I'm glad you find it worrying. The reality of working within an
experiment is that we still need to do an awful lot of work to hold
things together enough to get useful work done.
To reassure you though, we are using the standard interfaces and tools.
Typically however we find we have to bolster the functionality of these
because they either don't work, or lack features
(srm-advisory-delete!!!), or are unreliable.
I should point out that what I'm about to describe, we would like to
regard as transitional.
A good example were transfer tools-- globus-url-copy, srmcp and the lcg
tools. We found that these tools exhibited behaviour that crippled our
attempts to run large scale transfers: they return non-helpful errors;
they return success when they actually fail; they wait to timeout
before telling you they can't overwrite an existing file. We found
therefore that in order to cope with millions of transfers a day we had
to pre-delete the file (rm..); transfer; verify (ls/posix check, cksum)
(this is the basic workflow of the PhEDEx transfer agents, btw).
Ideally the tools would handle a lot of this for us.
Another is the various flavours of SRM... Castor SRM, for example,
handles tape stages etc VERY poorly, so we have to go in in the
background and pre-stage files, check that they've migrated (we don't
assume they have just because they make it to stage disk at the moment)
etc. Yes, SRM should handle all the magic sorting-by-tape efficiently
etc for you. In fact, I intend to let the RAL SRM do just that, we do
have that option.
Let me emphasise that we've developed very strong relationships with
other developers. We really want to see a lot of the stuff we do as
transitional, and hope to replace chunks of our system when suitable
replacements become production-ready. We've contributed a lot of
experience to FTS, dCache, Castor, srmcp, and are beginning to see the
fruits of that now.
PhEDEx may well be the worst offender of all the CMS services in this
regard: but this is because it plugs a huge gap in the LCG suite of
solutions which is only now getting partially filled.

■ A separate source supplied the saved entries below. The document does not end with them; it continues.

//! State Transitions
//!
//! The two stimuli that move a game forward: an answer from the hacker and
//! a one-second clock tick. Both are plain functions over `GameState` so the
//! caller decides how they are serialized against each other.

use crate::game::answer::is_correct;
use crate::game::catalog::Catalog;
use crate::game::events::GameEvent;
use crate::game::state::{GameState, Outcome};
use crate::{
    MISS_PENALTY_POINTS, MISS_TIME_PENALTY_SECS, NODE_CLEAR_BONUS, SOLVE_POINTS,
    SOLVE_TIME_BONUS_SECS,
};

/// How a submission was judged.
#[derive(Clone, Copy, Debug, PartialEq, Eq, Default)]
pub enum Verdict {
    /// Not applied: game over or no current puzzle.
    #[default]
    Ignored,
    /// Correct answer.
    Correct,
    /// Wrong answer.
    Incorrect,
}

/// Result of an answer submission.
#[derive(Debug, Default)]
pub struct AnswerResult {
    /// Verdict.
    pub verdict: Verdict,
    /// Events generated, in order.
    pub events: Vec<GameEvent>,
    /// Set if this submission ended the game.
    pub game_over: Option<Outcome>,
}

/// Result of a clock tick.
#[derive(Debug, Default, PartialEq, Eq)]
pub struct TickResult {
    /// False if the game was already over and nothing changed.
    pub applied: bool,
    /// Clock after the tick.
    pub time_remaining: u32,
    /// Whether this tick ran the clock out.
    pub expired: bool,
}

/// Apply an answer submitted by the hacker.
pub fn submit_answer(state: &mut GameState, catalog: &Catalog, text: &str) -> AnswerResult {
    let mut result = AnswerResult::default();

    if state.is_over() {
        return result;
    }

    let Some(puzzle) = catalog.puzzle(state.current_node, state.node_progress) else {
        return result;
    };

    if is_correct(text, &puzzle.answer) {
        apply_correct(state, catalog, &mut result);
    } else {
        apply_incorrect(state, &mut result);
    }

    result
}

fn apply_correct(state: &mut GameState, catalog: &Catalog, result: &mut AnswerResult) {
    result.verdict = Verdict::Correct;

    let required = catalog
        .node(state.current_node)
        .map(|n| n.required_successes)
        .unwrap_or(1);

    state.node_progress += 1;
    state.score = state.score.saturating_add(SOLVE_POINTS);
    state.time_remaining = state.time_remaining.saturating_add(SOLVE_TIME_BONUS_SECS);

    result.events.push(GameEvent::PuzzleSolved {
        node: state.current_node,
        progress: state.node_progress,
        required,
    });

    if state.node_progress >= required {
        result.events.push(GameEvent::NodeBreached { node: state.current_node });
        state.current_node += 1;
        state.node_progress = 0;
        state.score = state.score.saturating_add(NODE_CLEAR_BONUS);

        if state.current_node >= catalog.len() {
            end_game(state, Outcome::Victory, result);
        }
    }
}

fn apply_incorrect(state: &mut GameState, result: &mut AnswerResult) {
    result.verdict = Verdict::Incorrect;

    state.lives = state.lives.saturating_sub(1);
    state.time_remaining = state.time_remaining.saturating_sub(MISS_TIME_PENALTY_SECS);
    state.score = state.score.saturating_sub(MISS_PENALTY_POINTS);

    result.events.push(GameEvent::AnswerRejected { lives_left: state.lives });

    if state.lives == 0 {
        end_game(state, Outcome::DefeatLives, result);
    } else if state.node_progress > 0 {
        result.events.push(GameEvent::ProgressLost {
            node: state.current_node,
            lost: state.node_progress,
        });
        state.node_progress = 0;
    }
}

fn end_game(state: &mut GameState, outcome: Outcome, result: &mut AnswerResult) {
    state.outcome = Some(outcome);
    result.game_over = Some(outcome);
    result.events.push(GameEvent::GameOver { outcome });
}

/// Advance the clock by one second.
pub fn time_tick(state: &mut GameState) -> TickResult {
    if state.is_over() {
        return TickResult {
            applied: false,
            time_remaining: state.time_remaining,
            expired: false,
        };
    }

    state.time_remaining = state.time_remaining.saturating_sub(1);
    let expired = state.time_remaining == 0;
    if expired {
        state.outcome = Some(Outcome::DefeatTimeout);
    }

    TickResult {
        applied: true,
        time_remaining: state.time_remaining,
        expired,
    }
}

> Secondly, this seems to imply a large amount of time for someone to
> set this up - are you really happy to do that at maybe 200 separate
> sites, even if you do have access? And maintain it all when problems
> occur? This seems to be more like a traditional model where people had
> more-or-less direct access at a handful of major computer centres, each
> with its own customised system.
It's really *not our ideal model* of how this should be working. It is
hard, although not typically as hard as everyone having to code
something unique for their site, and in some cases we can give up some
robustness when we need to handle things remotely (MC creation on your
average LCG site, for example). It's a large drain on our resources,
which is why we spend so much time providing feedback on what we
actually need, and get fed up in meetings when someone says everything
is fine.
Currently, the wonderful variety of technologies currently used in even
the main LCG sites means that we need to deal with lots of local
variation (e.g. RAL would like to use gsidcap file access rather than
dcap; no-one else does, except Imperial. This is entirely fair enough,
a good, justifiable decision. But because it's the only site doing it
we come across problems that no-one else has seen).
We want to devolve as much responsibility as possible. Sorry if I've
rambled a bit, but hopefully that helps? If not, feel free to ask more
questions--
Thanks,
Tim
|